MethodsMr AB was admitted last year with profound self-neglect. He was detained under Section 2MHA as he wasn't eating and drinking and wasn't engaging with services. With the initial diagnosis being Recurrent Depressive Disorder, AB was commenced on treatment for the same and eventually received ECT, for which he had strongly opposed. Following 6 sessions of ECT, AB bargained with the team that he would start eating and drinking if ECT was stopped and did so as well. He then requested a transfer to a different ward and consultant, with whom he shared that he doesn't agree with our diagnosis of depression or Schizoid personality disorder. AB expressed that he doesn't find his life worth living and wants to be left alone. He strongly believed that his liberty to take decisions about his life is being unfairly taken away by the NHS and accused professionals of trying to protect themselves. No evidence of SMI found at this stage. Following several discussions, AB was discharged home. He however was readmitted within a couple of days’ time by his brother following disengagement, self-neglect and again, no evidence of SMI.

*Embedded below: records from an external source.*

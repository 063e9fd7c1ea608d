//! Two-way bindings between the declarative caller and the engine.

use core::fmt;
use parking_lot::Mutex;
use std::sync::Arc;

/// A shared, mutable value owned by the caller and written to by the map.
///
/// Clones refer to the same value. A constant binding ignores writes, for callers that only
/// want to push a value into the map.
pub struct Binding<T> {
    value: Arc<Mutex<T>>,
    constant: bool,
}

impl<T> Binding<T> {
    pub fn new(value: T) -> Binding<T> {
        Binding {
            value: Arc::new(Mutex::new(value)),
            constant: false,
        }
    }

    pub fn constant(value: T) -> Binding<T> {
        Binding {
            value: Arc::new(Mutex::new(value)),
            constant: true,
        }
    }

    pub fn is_constant(&self) -> bool {
        self.constant
    }

    pub fn set(&self, value: T) {
        if !self.constant {
            *self.value.lock() = value;
        }
    }

    /// Runs a function with a reference to the current value.
    pub fn with<R>(&self, f: impl FnOnce(&T) -> R) -> R {
        f(&self.value.lock())
    }

    /// Returns true if both bindings refer to the same value.
    pub fn ptr_eq(&self, other: &Binding<T>) -> bool {
        Arc::ptr_eq(&self.value, &other.value)
    }
}

impl<T: Clone> Binding<T> {
    pub fn get(&self) -> T {
        self.value.lock().clone()
    }
}

impl<T> Clone for Binding<T> {
    fn clone(&self) -> Self {
        Binding {
            value: Arc::clone(&self.value),
            constant: self.constant,
        }
    }
}

impl<T: fmt::Debug> fmt::Debug for Binding<T> {
    fn fmt(&self, f: &mut fmt::Formatter) -> fmt::Result {
        f.debug_struct("Binding")
            .field("value", &*self.value.lock())
            .field("constant", &self.constant)
            .finish()
    }
}

#[test]
fn test_binding_sharing() {
    let binding = Binding::new(1);
    let clone = binding.clone();
    clone.set(2);
    assert_eq!(binding.get(), 2);
    assert!(binding.ptr_eq(&clone));
    assert!(!binding.ptr_eq(&Binding::new(2)));
    assert_eq!(binding.with(|v| v * 10), 20);

    assert!(!binding.is_constant());
    let constant = Binding::constant(1);
    assert!(constant.is_constant());
    assert!(constant.clone().is_constant(), "clones stay constant");
    constant.clone().set(2);
    assert_eq!(constant.get(), 1, "constant bindings ignore writes");
}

ResultsA capacitous patient, in the absence of Serious Mental Illness puts forth an argument that purely because his way of living and his opinions on life and death differ from that of the society, doesn't mean that his rights over his life can be taken away from him. He, however, struggles to acknowledge that as fellow humans we are strongly inclined to intervene and try to stop anyone from taking their own life.
ConclusionA Challenging case that raises several questions surrounding Medical Ethics. The team is now looking into guardianship to ensure welfare of the patient.